No, you're not actually.
(CHUCKLES) Oh, no.
It's lovely.
He's lovely!
(BOTH LAUGH) Listen, I wanna talk at length, I wanna hear everything.
Let me get rid of them and then we'll catch up later.
You don't have to stay, you know.
Well, I should really.
This has been a designated trouble spot.
Oh, no, no.
I'm not at war with Jock anymore.
-Truce.
-Oh!
But raised voices have been heard.
Not recently.
Things stay on the books, Sal.
Oh.
So what major incidents have you got on your book then?
Oh, vegetables stolen from the allotment.
Dustbin bag blowing dangerously in the road.

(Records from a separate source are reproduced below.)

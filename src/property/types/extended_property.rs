//! MAPI extended properties.
//!
//! Unlike other collection properties, extended properties appear as
//! repeated `<t:ExtendedProperty>` siblings directly inside the object,
//! with no wrapping element. The bag hands each sibling to the same
//! [`ExtendedPropertyCollection`], which merges it by definition.

use crate::common::error::{Error, Result};
use crate::common::xml::{EwsXmlReader, EwsXmlWriter, XmlNamespace};
use crate::property::change::{OwnerHandle, notify};
use crate::property::complex::ComplexProperty;
use crate::property::update::UpdateSink;
use crate::property::value::ScalarValue;
use crate::schema::{ExtendedPropertyDefinition, FieldPath, PropertyDefinition};

const ELEMENT: &str = "ExtendedProperty";

/// One extended property and its value.
#[derive(Debug, Clone, PartialEq)]
pub struct ExtendedProperty {
    definition: ExtendedPropertyDefinition,
    value: ScalarValue,
}

impl ExtendedProperty {
    /// Pair a definition with a value of its MAPI type.
    pub fn new(definition: ExtendedPropertyDefinition, value: ScalarValue) -> Result<Self> {
        let kind = definition.mapi_type().scalar_kind();
        if !kind.accepts(&value) {
            return Err(Error::Validation(format!(
                "Value {:?} is not a {} for extended property {}",
                value,
                definition.mapi_type().as_str(),
                definition
            )));
        }
        Ok(Self { definition, value })
    }

    pub fn definition(&self) -> &ExtendedPropertyDefinition {
        &self.definition
    }

    pub fn value(&self) -> &ScalarValue {
        &self.value
    }

    /// Read the `t:ExtendedProperty` element under the cursor, leaving the
    /// cursor on its end tag.
    pub fn read_from_xml(reader: &mut EwsXmlReader<'_>) -> Result<Self> {
        reader.ensure_current_node_is_start_element(XmlNamespace::Types, ELEMENT)?;
        reader.read_start_element(XmlNamespace::Types, "ExtendedFieldURI")?;
        let definition = ExtendedPropertyDefinition::read_attributes(reader)?;
        reader.skip_current_element()?;

        reader.read_start_element(XmlNamespace::Types, "Value")?;
        let text = reader.read_value()?;
        let value = definition
            .mapi_type()
            .scalar_kind()
            .parse(&text)
            .map_err(|err| match err {
                Error::Deserialization(msg) => {
                    Error::Deserialization(format!("{} in extended property {}", msg, definition))
                },
                other => other,
            })?;

        reader.read_end_element(XmlNamespace::Types, ELEMENT)?;
        Ok(Self { definition, value })
    }

    pub fn write_to_xml(&self, writer: &mut EwsXmlWriter) -> Result<()> {
        let text = self.definition.mapi_type().scalar_kind().format(&self.value)?;
        writer.write_start_element(XmlNamespace::Types, ELEMENT);
        self.definition.write_to_xml(writer)?;
        writer.write_element_value(XmlNamespace::Types, "Value", &text)?;
        writer.write_end_element()
    }
}

/// All extended properties of one object, unique by definition.
#[derive(Debug, Clone, Default)]
pub struct ExtendedPropertyCollection {
    items: Vec<ExtendedProperty>,
    baseline: Vec<ExtendedProperty>,
    owner: Option<OwnerHandle>,
}

impl ExtendedPropertyCollection {
    pub fn new() -> Self {
        Self::default()
    }

    pub fn get(&self, definition: &ExtendedPropertyDefinition) -> Option<&ScalarValue> {
        self.find(definition).map(|index| &self.items[index].value)
    }

    /// Set the value of `definition`, adding it when missing.
    pub fn set(&mut self, definition: ExtendedPropertyDefinition, value: ScalarValue) -> Result<()> {
        let property = ExtendedProperty::new(definition, value)?;
        match self.find(&property.definition) {
            Some(index) if self.items[index] == property => return Ok(()),
            Some(index) => self.items[index] = property,
            None => self.items.push(property),
        }
        notify(&self.owner);
        Ok(())
    }

    pub fn remove(&mut self, definition: &ExtendedPropertyDefinition) -> bool {
        match self.find(definition) {
            Some(index) => {
                self.items.remove(index);
                notify(&self.owner);
                true
            },
            None => false,
        }
    }

    pub fn iter(&self) -> std::slice::Iter<'_, ExtendedProperty> {
        self.items.iter()
    }

    pub fn len(&self) -> usize {
        self.items.len()
    }

    pub fn is_empty(&self) -> bool {
        self.items.is_empty()
    }

    fn find(&self, definition: &ExtendedPropertyDefinition) -> Option<usize> {
        self.items
            .iter()
            .position(|item| &item.definition == definition)
    }

    fn upsert(&mut self, property: ExtendedProperty) {
        match self.find(&property.definition) {
            Some(index) => self.items[index] = property,
            None => self.items.push(property),
        }
    }
}

impl ComplexProperty for ExtendedPropertyCollection {
    /// Loads a single `t:ExtendedProperty` sibling into the collection.
    fn load_from_xml(
        &mut self,
        reader: &mut EwsXmlReader<'_>,
        _namespace: XmlNamespace,
        _element: &str,
    ) -> Result<()> {
        let property = ExtendedProperty::read_from_xml(reader)?;
        self.upsert(property);
        Ok(())
    }

    /// Writes every property as a sibling, without a wrapper.
    fn write_to_xml(
        &self,
        writer: &mut EwsXmlWriter,
        _namespace: XmlNamespace,
        _element: &str,
    ) -> Result<()> {
        for item in &self.items {
            item.write_to_xml(writer)?;
        }
        Ok(())
    }

    fn set_owner(&mut self, owner: Option<OwnerHandle>) {
        self.owner = owner;
    }

    fn clear_change_log(&mut self) {
        self.baseline = self.items.clone();
    }

    fn adopt_baseline(&mut self, previous: Option<&dyn ComplexProperty>) -> bool {
        if let Some(previous) = previous.and_then(|p| p.as_any().downcast_ref::<Self>()) {
            self.baseline = previous.baseline.clone();
        }
        true
    }

    fn write_custom_update(
        &self,
        _definition: &PropertyDefinition,
        sink: &mut UpdateSink<'_>,
    ) -> Result<bool> {
        for item in &self.items {
            let unchanged = self
                .baseline
                .iter()
                .any(|old| old == item);
            if !unchanged {
                sink.write_set(FieldPath::Extended(&item.definition), |writer| {
                    item.write_to_xml(writer)
                })?;
            }
        }
        for old in &self.baseline {
            if self.find(&old.definition).is_none() {
                sink.write_delete(FieldPath::Extended(&old.definition))?;
            }
        }
        Ok(true)
    }
}

#[cfg(test)]
mod tests {
    use super::*;
    use crate::common::version::ExchangeVersion;
    use crate::schema::tables::item;
    use crate::schema::{DefaultExtendedPropertySet, MapiPropertyType, PropertySetId, SchemaTarget};

    const XML: &str = r#"<t:Message xmlns:t="http://schemas.microsoft.com/exchange/services/2006/types"><t:ExtendedProperty><t:ExtendedFieldURI PropertyTag="0x0e07" PropertyType="Integer"/><t:Value>9</t:Value></t:ExtendedProperty><t:ExtendedProperty><t:ExtendedFieldURI DistinguishedPropertySetId="PublicStrings" PropertyName="Project" PropertyType="String"/><t:Value>Apollo</t:Value></t:ExtendedProperty></t:Message>"#;

    fn flags_tag() -> ExtendedPropertyDefinition {
        ExtendedPropertyDefinition::with_tag(0x0e07, MapiPropertyType::Integer)
    }

    fn project() -> ExtendedPropertyDefinition {
        ExtendedPropertyDefinition::with_name(
            PropertySetId::Distinguished(DefaultExtendedPropertySet::PublicStrings),
            "Project",
            MapiPropertyType::String,
        )
        .unwrap()
    }

    fn loaded() -> ExtendedPropertyCollection {
        let mut reader = EwsXmlReader::new(XML);
        reader.read_start_element(XmlNamespace::Types, "Message").unwrap();
        let mut collection = ExtendedPropertyCollection::default();
        for _ in 0..2 {
            reader.read_significant().unwrap();
            collection
                .load_from_xml(&mut reader, XmlNamespace::Types, ELEMENT)
                .unwrap();
            assert!(reader.is_end_element(XmlNamespace::Types, ELEMENT));
        }
        collection.clear_change_log();
        collection
    }

    #[test]
    fn test_siblings_merge_into_one_collection() {
        let collection = loaded();
        assert_eq!(collection.len(), 2);
        assert_eq!(collection.get(&flags_tag()), Some(&ScalarValue::Int(9)));
        assert_eq!(
            collection.get(&project()),
            Some(&ScalarValue::String("Apollo".to_string()))
        );
    }

    #[test]
    fn test_type_checked_set() {
        let mut collection = ExtendedPropertyCollection::new();
        assert!(
            collection
                .set(flags_tag(), ScalarValue::String("nine".to_string()))
                .is_err()
        );
        assert!(collection.is_empty());
    }

    #[test]
    fn test_per_definition_updates() {
        let mut collection = loaded();
        collection.set(flags_tag(), ScalarValue::Int(9)).unwrap();
        collection
            .set(project(), ScalarValue::String("Gemini".to_string()))
            .unwrap();
        collection.remove(&flags_tag());

        let mut writer = EwsXmlWriter::new(ExchangeVersion::Exchange2010);
        let mut sink = UpdateSink::new(&mut writer, SchemaTarget::Item, "Message");
        assert!(
            collection
                .write_custom_update(&item::EXTENDED_PROPERTY, &mut sink)
                .unwrap()
        );
        assert_eq!(sink.written(), 2);
        assert_eq!(
            writer.into_string().unwrap(),
            concat!(
                r#"<t:SetItemField><t:ExtendedFieldURI DistinguishedPropertySetId="PublicStrings" PropertyName="Project" PropertyType="String"/>"#,
                r#"<t:Message><t:ExtendedProperty><t:ExtendedFieldURI DistinguishedPropertySetId="PublicStrings" PropertyName="Project" PropertyType="String"/>"#,
                r#"<t:Value>Gemini</t:Value></t:ExtendedProperty></t:Message></t:SetItemField>"#,
                r#"<t:DeleteItemField><t:ExtendedFieldURI PropertyTag="0x0e07" PropertyType="Integer"/></t:DeleteItemField>"#
            )
        );
    }
}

Slippy pavements on North Street.
The-the list goes on and on.
What a dangerous world we live in.
You better keep an eye on their van then.
(ENGINE REVVING) Ohh.
Whoo!
I love that Land Rover.
Oh, more traffic, I may have to safety-bollard.
Bye.
And she's coming up to the final double.
She's gonna win the Olympics.
Hang on, Ginny.
(BOTH IMITATE HOOVES CLOPPING) BOTH: Yay!
Are you gonna, like, take your show jumping set?
Yeah, of course.
'Cause you've got so many jumps.
Yeah, and I'm gonna take my rosettes.
Yeah, well, you earned them.
-Thank you.
-Look, well done.
-Oh.
-Oh, look!
So adorable.
What are you doing?
Oh, we're packing.
SAL: No, you're not, you're chatting.
I didn't know you were, like, on a schedule, Mother.
Life is on a schedule, Tash.
Now, Tash, when you go and you take Raph with you, you are going to have get it together.
Yeah, I know.
-You are his mother.
-Yeah, I know.
You're going to have to start organizing things for him, like nits, eye test, teeth.
Oh, my God, is there like a tooth test, as well?
No, you are going to have to know the name of his teacher and the name of his best friend.
Yeah, I'm his best friend, Mum.
No!
You are his mother.
Now, come on, let's get this show on the road.
Excuse me, the KerPlunk seems to have found its way onto the so-called van.
Yeah, well, it's mine, so... No way.
Dad bought it for me.
When have you ever played any board games?
Yeah, well, it was in my room, so... Well, it was always kept in the airing cupboard, so I have no idea why.
Hi, James.
Oh, hello.
Hi, it's um Tish, yeah?
Yeah, yeah, I remember.
So, um, are you still doing Pony Club?
-No.
-TISH: Why?
Yeah, apparently they won't let you do it after you're 21 or something.
Oh, right.
My pony died.
Oh, no.
Charcoal?
-TISH: Yeah.
-Oh, no.
That is so sad.
It was really sad.
Do you remember my pony, Mousie?
Yeah, she had, like, sweet itch.
-Yeah, it was really scabby.
-TISH: Hmm.
Had to be put down.
No!
Couldn't they have treated it?
TASH: No, it had to be put down.
Oh.
That's really sad.
KerPlunk.
Well, you know, she always gets everything.
(SAL SIGHS) You alright?
Just take it easy, Mum.
SAL: Yeah, I'm okay.
I wish you looked after yourself better.
I will, as soon as they've gone, I'll be fine.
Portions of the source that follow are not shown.